Below are records; please set down exactly the lines from the first through the one containing "on the target".

··· INPUT FOR THIS TASK

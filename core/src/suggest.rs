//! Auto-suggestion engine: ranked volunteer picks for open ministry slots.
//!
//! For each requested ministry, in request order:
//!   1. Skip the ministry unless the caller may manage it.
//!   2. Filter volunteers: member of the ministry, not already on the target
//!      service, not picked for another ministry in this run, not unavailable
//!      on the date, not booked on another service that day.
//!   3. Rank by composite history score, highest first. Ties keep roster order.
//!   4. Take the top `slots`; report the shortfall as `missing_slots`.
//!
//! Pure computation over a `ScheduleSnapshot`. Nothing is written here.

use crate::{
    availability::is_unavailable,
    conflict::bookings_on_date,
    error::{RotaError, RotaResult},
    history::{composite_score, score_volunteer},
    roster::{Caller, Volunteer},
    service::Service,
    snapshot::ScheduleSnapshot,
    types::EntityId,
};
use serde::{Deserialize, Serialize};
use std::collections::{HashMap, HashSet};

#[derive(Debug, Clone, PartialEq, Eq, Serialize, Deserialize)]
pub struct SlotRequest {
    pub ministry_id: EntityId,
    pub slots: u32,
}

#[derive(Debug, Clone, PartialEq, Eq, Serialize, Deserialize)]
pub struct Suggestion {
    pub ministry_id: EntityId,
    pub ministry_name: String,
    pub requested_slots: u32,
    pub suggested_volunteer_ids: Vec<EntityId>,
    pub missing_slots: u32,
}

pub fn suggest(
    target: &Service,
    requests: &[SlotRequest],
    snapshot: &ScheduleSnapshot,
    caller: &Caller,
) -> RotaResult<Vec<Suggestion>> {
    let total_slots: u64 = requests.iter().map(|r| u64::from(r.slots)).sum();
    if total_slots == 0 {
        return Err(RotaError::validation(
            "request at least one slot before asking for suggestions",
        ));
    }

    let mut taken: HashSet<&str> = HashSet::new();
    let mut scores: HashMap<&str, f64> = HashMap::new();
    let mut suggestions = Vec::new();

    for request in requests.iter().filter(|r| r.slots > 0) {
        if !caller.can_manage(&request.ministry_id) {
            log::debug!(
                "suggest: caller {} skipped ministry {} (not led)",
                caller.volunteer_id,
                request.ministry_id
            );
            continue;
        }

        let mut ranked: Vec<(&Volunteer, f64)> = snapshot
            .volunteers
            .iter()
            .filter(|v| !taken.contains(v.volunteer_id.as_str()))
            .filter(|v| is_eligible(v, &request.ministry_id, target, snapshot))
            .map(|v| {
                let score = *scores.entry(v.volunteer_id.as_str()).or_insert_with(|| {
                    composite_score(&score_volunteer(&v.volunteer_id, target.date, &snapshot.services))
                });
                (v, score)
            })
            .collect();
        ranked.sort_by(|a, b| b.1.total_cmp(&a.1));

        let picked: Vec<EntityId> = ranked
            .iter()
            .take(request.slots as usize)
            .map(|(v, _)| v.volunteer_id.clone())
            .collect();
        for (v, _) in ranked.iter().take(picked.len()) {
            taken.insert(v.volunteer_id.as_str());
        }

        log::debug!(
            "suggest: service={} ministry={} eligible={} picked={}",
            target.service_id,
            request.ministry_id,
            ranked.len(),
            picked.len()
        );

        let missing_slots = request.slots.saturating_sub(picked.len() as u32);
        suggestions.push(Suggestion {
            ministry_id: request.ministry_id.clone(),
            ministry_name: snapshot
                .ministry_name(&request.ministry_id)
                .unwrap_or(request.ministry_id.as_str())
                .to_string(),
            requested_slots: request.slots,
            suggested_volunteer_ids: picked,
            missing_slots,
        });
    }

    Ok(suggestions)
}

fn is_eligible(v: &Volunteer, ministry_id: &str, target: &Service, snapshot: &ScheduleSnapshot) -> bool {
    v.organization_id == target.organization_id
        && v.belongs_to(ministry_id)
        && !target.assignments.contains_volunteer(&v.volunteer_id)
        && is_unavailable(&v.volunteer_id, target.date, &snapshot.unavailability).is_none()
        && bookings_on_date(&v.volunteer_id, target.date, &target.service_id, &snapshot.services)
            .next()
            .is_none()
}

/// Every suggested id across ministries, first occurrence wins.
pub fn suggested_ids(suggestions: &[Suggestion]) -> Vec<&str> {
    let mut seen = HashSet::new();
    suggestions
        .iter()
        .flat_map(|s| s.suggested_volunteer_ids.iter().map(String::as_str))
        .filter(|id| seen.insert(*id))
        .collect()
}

······

- SOLUTION TO THIS PROBLEM:
filename core/src/suggest.rs
//! Auto-suggestion engine: ranked volunteer picks for open ministry slots.
//!
//! For each requested ministry, in request order:
//!   1. Skip the ministry unless the caller may manage it.
//!   2. Filter volunteers: member of the ministry, not already on the target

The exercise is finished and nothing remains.